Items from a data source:
:::
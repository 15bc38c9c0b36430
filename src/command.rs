//! Device command payloads
//!
//! Commands travel as JSON objects on `comando/{device_id}`:
//!
//! ```text
//! { "command": "LIGAR" }
//! { "command": "TEMPERATURA", "value": 23 }
//! { "command": "MODO_OPERACAO", "value": "REFRIGERAR" }
//! { "command": "VELOCIDADE", "value": "ALTA" }
//! ```

use std::fmt;
use std::str::FromStr;

use serde::{Deserialize, Serialize};
use thiserror::Error;

pub const MIN_SETPOINT: u8 = 16;
pub const MAX_SETPOINT: u8 = 30;

#[derive(Debug, Clone, PartialEq, Eq, Error)]
pub enum CommandError {
    /// Setpoint outside the range the units accept
    #[error("temperature {0} is outside 16..=30")]
    TemperatureOutOfRange(i64),

    #[error("'{0}' is not a temperature")]
    InvalidTemperature(String),

    #[error("unknown operation mode '{0}'")]
    UnknownMode(String),

    #[error("unknown fan speed '{0}'")]
    UnknownFanSpeed(String),

    #[error("unknown command '{0}'")]
    UnknownCommand(String),

    /// The command needs a value and none was given
    #[error("command '{0}' requires a value")]
    MissingValue(String),
}

/// Temperature setpoint in degrees Celsius, always within 16..=30
#[derive(Debug, Clone, Copy, PartialEq, Eq, PartialOrd, Ord, Serialize, Deserialize)]
#[serde(try_from = "i64", into = "u8")]
pub struct Setpoint(u8);

impl Setpoint {
    pub fn new(celsius: i64) -> Result<Self, CommandError> {
        Self::try_from(celsius)
    }

    pub fn celsius(self) -> u8 {
        self.0
    }
}

impl TryFrom<i64> for Setpoint {
    type Error = CommandError;

    fn try_from(value: i64) -> Result<Self, Self::Error> {
        if (i64::from(MIN_SETPOINT)..=i64::from(MAX_SETPOINT)).contains(&value) {
            // range check above guarantees the value fits
            Ok(Setpoint(value as u8))
        } else {
            Err(CommandError::TemperatureOutOfRange(value))
        }
    }
}

impl From<Setpoint> for u8 {
    fn from(setpoint: Setpoint) -> Self {
        setpoint.0
    }
}

impl fmt::Display for Setpoint {
    fn fmt(&self, f: &mut fmt::Formatter<'_>) -> fmt::Result {
        write!(f, "{}°C", self.0)
    }
}

#[derive(Debug, Clone, Copy, PartialEq, Eq, Serialize, Deserialize)]
pub enum OperationMode {
    #[serde(rename = "REFRIGERAR")]
    Cool,
    #[serde(rename = "VENTILAR")]
    Fan,
    #[serde(rename = "AUTOMATICO")]
    Auto,
    #[serde(rename = "DESUMIDIFICAR")]
    Dry,
}

impl OperationMode {
    pub const ALL: [OperationMode; 4] = [Self::Cool, Self::Fan, Self::Auto, Self::Dry];

    pub fn wire_name(self) -> &'static str {
        match self {
            Self::Cool => "REFRIGERAR",
            Self::Fan => "VENTILAR",
            Self::Auto => "AUTOMATICO",
            Self::Dry => "DESUMIDIFICAR",
        }
    }
}

impl FromStr for OperationMode {
    type Err = CommandError;

    fn from_str(s: &str) -> Result<Self, Self::Err> {
        Self::ALL
            .into_iter()
            .find(|mode| mode.wire_name().eq_ignore_ascii_case(s))
            .ok_or_else(|| CommandError::UnknownMode(s.to_string()))
    }
}

#[derive(Debug, Clone, Copy, PartialEq, Eq, Serialize, Deserialize)]
pub enum FanSpeed {
    #[serde(rename = "BAIXA")]
    Low,
    #[serde(rename = "MEDIA")]
    Medium,
    #[serde(rename = "ALTA")]
    High,
    #[serde(rename = "AUTOMATICO")]
    Auto,
}

impl FanSpeed {
    pub const ALL: [FanSpeed; 4] = [Self::Low, Self::Medium, Self::High, Self::Auto];

    pub fn wire_name(self) -> &'static str {
        match self {
            Self::Low => "BAIXA",
            Self::Medium => "MEDIA",
            Self::High => "ALTA",
            Self::Auto => "AUTOMATICO",
        }
    }
}

impl FromStr for FanSpeed {
    type Err = CommandError;

    fn from_str(s: &str) -> Result<Self, Self::Err> {
        Self::ALL
            .into_iter()
            .find(|speed| speed.wire_name().eq_ignore_ascii_case(s))
            .ok_or_else(|| CommandError::UnknownFanSpeed(s.to_string()))
    }
}

#[derive(Debug, Clone, Copy, PartialEq, Eq, Serialize, Deserialize)]
#[serde(tag = "command", content = "value")]
pub enum DeviceCommand {
    #[serde(rename = "LIGAR")]
    PowerOn,
    #[serde(rename = "DESLIGAR")]
    PowerOff,
    #[serde(rename = "TEMPERATURA")]
    Temperature(Setpoint),
    #[serde(rename = "MODO_OPERACAO")]
    Mode(OperationMode),
    #[serde(rename = "VELOCIDADE")]
    FanSpeed(FanSpeed),
}

impl DeviceCommand {
    /// Builds a command from its wire name and optional textual value,
    /// e.g. `("TEMPERATURA", Some("23"))`
    pub fn parse(command: &str, value: Option<&str>) -> Result<Self, CommandError> {
        let require = || value.ok_or_else(|| CommandError::MissingValue(command.to_string()));

        match command.to_ascii_uppercase().as_str() {
            "LIGAR" => Ok(Self::PowerOn),
            "DESLIGAR" => Ok(Self::PowerOff),
            "TEMPERATURA" => {
                let raw = require()?;
                let celsius = raw
                    .trim()
                    .parse::<i64>()
                    .map_err(|_| CommandError::InvalidTemperature(raw.to_string()))?;
                Ok(Self::Temperature(Setpoint::new(celsius)?))
            }
            "MODO_OPERACAO" => Ok(Self::Mode(require()?.parse()?)),
            "VELOCIDADE" => Ok(Self::FanSpeed(require()?.parse()?)),
            _ => Err(CommandError::UnknownCommand(command.to_string())),
        }
    }
}

/// Parses `LIGAR`, `TEMPERATURA=23`, `MODO_OPERACAO=VENTILAR`, ...
impl FromStr for DeviceCommand {
    type Err = CommandError;

    fn from_str(s: &str) -> Result<Self, Self::Err> {
        match s.split_once('=') {
            Some((command, value)) => Self::parse(command.trim(), Some(value)),
            None => Self::parse(s.trim(), None),
        }
    }
}

impl fmt::Display for DeviceCommand {
    fn fmt(&self, f: &mut fmt::Formatter<'_>) -> fmt::Result {
        match self {
            Self::PowerOn => f.write_str("LIGAR"),
            Self::PowerOff => f.write_str("DESLIGAR"),
            Self::Temperature(setpoint) => write!(f, "TEMPERATURA={}", setpoint.celsius()),
            Self::Mode(mode) => write!(f, "MODO_OPERACAO={}", mode.wire_name()),
            Self::FanSpeed(speed) => write!(f, "VELOCIDADE={}", speed.wire_name()),
        }
    }
}

#[cfg(test)]
mod tests {
    use super::*;
    use serde_json::json;

    #[test]
    fn payloads_match_device_schema() {
        let cases = [
            (DeviceCommand::PowerOn, json!({ "command": "LIGAR" })),
            (DeviceCommand::PowerOff, json!({ "command": "DESLIGAR" })),
            (
                DeviceCommand::Temperature(Setpoint::new(23).unwrap()),
                json!({ "command": "TEMPERATURA", "value": 23 }),
            ),
            (
                DeviceCommand::Mode(OperationMode::Dry),
                json!({ "command": "MODO_OPERACAO", "value": "DESUMIDIFICAR" }),
            ),
            (
                DeviceCommand::FanSpeed(FanSpeed::Auto),
                json!({ "command": "VELOCIDADE", "value": "AUTOMATICO" }),
            ),
        ];
        for (command, expected) in cases {
            assert_eq!(serde_json::to_value(command).unwrap(), expected);
        }
    }

    #[test]
    fn setpoint_bounds_are_inclusive() {
        assert!(Setpoint::new(16).is_ok());
        assert!(Setpoint::new(30).is_ok());
        assert_eq!(Setpoint::new(15), Err(CommandError::TemperatureOutOfRange(15)));
        assert_eq!(Setpoint::new(31), Err(CommandError::TemperatureOutOfRange(31)));
    }

    #[test]
    fn out_of_range_payloads_are_rejected_on_decode() {
        let decoded: Result<DeviceCommand, _> =
            serde_json::from_value(json!({ "command": "TEMPERATURA", "value": 40 }));
        assert!(decoded.is_err());

        let decoded: DeviceCommand =
            serde_json::from_value(json!({ "command": "VELOCIDADE", "value": "BAIXA" })).unwrap();
        assert_eq!(decoded, DeviceCommand::FanSpeed(FanSpeed::Low));
    }

    #[test]
    fn commands_parse_from_text() {
        assert_eq!("ligar".parse::<DeviceCommand>(), Ok(DeviceCommand::PowerOn));
        assert_eq!(
            "TEMPERATURA=18".parse::<DeviceCommand>(),
            Ok(DeviceCommand::Temperature(Setpoint::new(18).unwrap()))
        );
        assert_eq!(
            "MODO_OPERACAO=ventilar".parse::<DeviceCommand>(),
            Ok(DeviceCommand::Mode(OperationMode::Fan))
        );
        assert_eq!(
            "VELOCIDADE=TURBO".parse::<DeviceCommand>(),
            Err(CommandError::UnknownFanSpeed("TURBO".into()))
        );
        assert_eq!(
            "TEMPERATURA".parse::<DeviceCommand>(),
            Err(CommandError::MissingValue("TEMPERATURA".into()))
        );
        assert!(matches!(
            "REINICIAR".parse::<DeviceCommand>(),
            Err(CommandError::UnknownCommand(_))
        ));
    }

    #[test]
    fn display_round_trips_through_parse() {
        let command = DeviceCommand::Mode(OperationMode::Auto);
        assert_eq!(command.to_string().parse::<DeviceCommand>(), Ok(command));
        assert_eq!(
            "TEMPERATURA=quente".parse::<DeviceCommand>(),
            Err(CommandError::InvalidTemperature("quente".into()))
        );
    }
}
:::
PROBLEM REQUIREMENTS
Scan the entries above and work out how many lines include the word "trim"; the reply is that number alone.

TASK SOLUTION
3